La informalidad laboral es un problema estructural presente en los países de Latinoamérica. Su complejidad es alta, ya que no solo posee una raigambre económico-productivo, sino también social y cultural, siendo vinculado a variables como la edad de las personas, el territorio donde habitan, su nivel educativo, la estructura de la familia a la que pertenecen, etc. Esta característica dificulta su abordaje, ya que cualquier política que pretenda tener un real impacto debiera considerar un enfoque integral, lo cual interpela a un esfuerzo mancomunado y estratégico, coordinado desde diversas áreas.
Y es que, si bien existen enfoques tradicionales que sitúan el origen del problema en, por ejemplo, un desequilibrio entre la base productiva de una sociedad y el crecimiento de su población o en las habilidades de las personas y las oportunidades estructurales del ecosistema laboral, lo cierto es que integrar variables como el género o las características de los territorios resulta fundamental.
Chile ha presentado una trayectoria fluctuante en lo referido a la informalidad laboral durante los últimos años, con una notoria tendencia al aumento desde la recuperación de la pandemia covid-19, constituyéndose así en un problema de preocupación. Y es que, aun cuando a nivel regional (junto con Uruguay), Chile es uno de los países donde este indicador presenta los niveles más bajos, poder contener su crecimiento se ha transformado en uno de los principales desafíos en materia de trabajo y empleo.
Para ello se han venido realizando continuos esfuerzos, tales como subsidiar el empleo formal o entregar oportunidades de capacitación/certificación que permitan una mejor inserción laboral. Sin embargo, sabemos que estas acciones resultan insuficientes en la resolución de fenómenos contemporáneos como el aquí analizado, respecto de lo cual es útil entender que, por ejemplo, situaciones como ser mujer, tener menor nivel educativo, trabajar en pequeñas empresas, habitar la ruralidad y estar en sectores de baja productividad aumentan la probabilidad de caer en la informalidad laboral. Por lo anterior, he de esperar que las políticas públicas abocadas en reducir este problema avancen considerando estos y otros factores.
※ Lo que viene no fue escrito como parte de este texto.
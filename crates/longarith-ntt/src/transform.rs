//! Recursive radix-2 number-theoretic transform.
//!
//! Decimation in time over strided views of the input: the even and odd
//! subsequences are transformed into the two halves of the output, then
//! combined with one butterfly pass. Subtransforms at or above the parallel
//! threshold run on the rayon pool.

use tracing::trace;

use longarith_core::ArithError;

use crate::field::NttParams;

/// Forward transform of `data` in place.
///
/// `roots` must be the half table for `data.len()` (see
/// [`crate::roots::roots_of_unity_half`]); the length must be a power of two.
pub fn forward(
    params: &NttParams,
    data: &mut [u64],
    roots: &[u64],
    parallel_threshold: usize,
) -> Result<(), ArithError> {
    let n = data.len();
    if !n.is_power_of_two() {
        return Err(ArithError::InvariantViolation(
            "transform length must be a power of two",
        ));
    }
    if roots.len() != n / 2 {
        return Err(ArithError::InvariantViolation(
            "roots table does not match transform length",
        ));
    }
    if n == 1 {
        return Ok(());
    }
    trace!(n, "ntt transform");
    let input = data.to_vec();
    let pass = Pass {
        params,
        roots,
        parallel_threshold: parallel_threshold.max(2),
    };
    pass.run(&input, 1, data, 1);
    Ok(())
}

/// Inverse transform: forward with the inverse roots, then scale by `n^-1`.
pub fn inverse(
    params: &NttParams,
    data: &mut [u64],
    inv_roots: &[u64],
    parallel_threshold: usize,
) -> Result<(), ArithError> {
    forward(params, data, inv_roots, parallel_threshold)?;
    let n = data.len() as u64;
    let n_inv = params
        .inv(n)
        .ok_or(ArithError::InvariantViolation("transform length not invertible"))?;
    for x in data.iter_mut() {
        *x = params.mul(*x, n_inv);
    }
    Ok(())
}

/// State shared by every level of one transform.
#[derive(Clone, Copy)]
struct Pass<'a> {
    params: &'a NttParams,
    roots: &'a [u64],
    parallel_threshold: usize,
}

impl Pass<'_> {
    /// `out = NTT(input[0], input[stride], input[2*stride], ...)`.
    ///
    /// `roots[k * root_stride]` is the `k`-th power of the principal
    /// `out.len()`-th root.
    fn run(self, input: &[u64], stride: usize, out: &mut [u64], root_stride: usize) {
        let n = out.len();
        if n == 1 {
            out[0] = input[0];
            return;
        }

        let half = n / 2;
        let (even, odd) = out.split_at_mut(half);
        let odd_input = &input[stride..];
        let (next_stride, next_root_stride) = (2 * stride, 2 * root_stride);
        if n >= self.parallel_threshold {
            rayon::join(
                || self.run(input, next_stride, even, next_root_stride),
                || self.run(odd_input, next_stride, odd, next_root_stride),
            );
        } else {
            self.run(input, next_stride, even, next_root_stride);
            self.run(odd_input, next_stride, odd, next_root_stride);
        }

        let params = self.params;
        for (k, (e, o)) in even.iter_mut().zip(odd.iter_mut()).enumerate() {
            let t = params.mul(self.roots[k * root_stride], *o);
            let u = *e;
            *e = params.add(u, t);
            *o = params.sub(u, t);
        }
    }
}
La edición de junio del termómetro laboral Biobío presentó una tasa de informalidad de 27,6% (trimestre febrero-abril) en la región, registrando así un aumento interanual de 2,0%. Si además se considera el indicador de desocupación regional para el mismo trimestre, de 9,8%, hablamos de un contexto complejo para la implementación de políticas públicas que busquen revertir estas cifras, cuestión que debe invitarnos a pensar en quienes son las personas que están intentando acceder al mercado del trabajo, donde lo están haciendo y bajo qué condiciones contractuales.
En ese sentido, ¿será estratégico capacitar en emprendimiento en lugares donde no existen fuentes laborales? ¿no debiese ser entonces una prioridad la reactivación de las fuentes productivas? Y en donde estas sí existen: ¿Cómo se puede salvaguardar la precarización del empleo? En la región del Biobío ¿la informalidad es un problema contingente, relacionado con la pérdida de empleos formales, o una tendencia de carácter más sistémico?
Estas son solo algunas de las preguntas que debemos formular al momento de pensar en el problema de la informalidad y las estrategias para su abordaje. Mientras tanto, es deber de quienes habitamos el ecosistema laboral relevar la importancia de esta cuestión y contribuir a su visibilización y monitoreo, tarea que hoy por hoy, entre otras, realiza el Observatorio Laboral Biobío.
Esau Figueroa Silva
Coordinador del Observatorio Laboral Biobío
Enviando corrección, espere un momento...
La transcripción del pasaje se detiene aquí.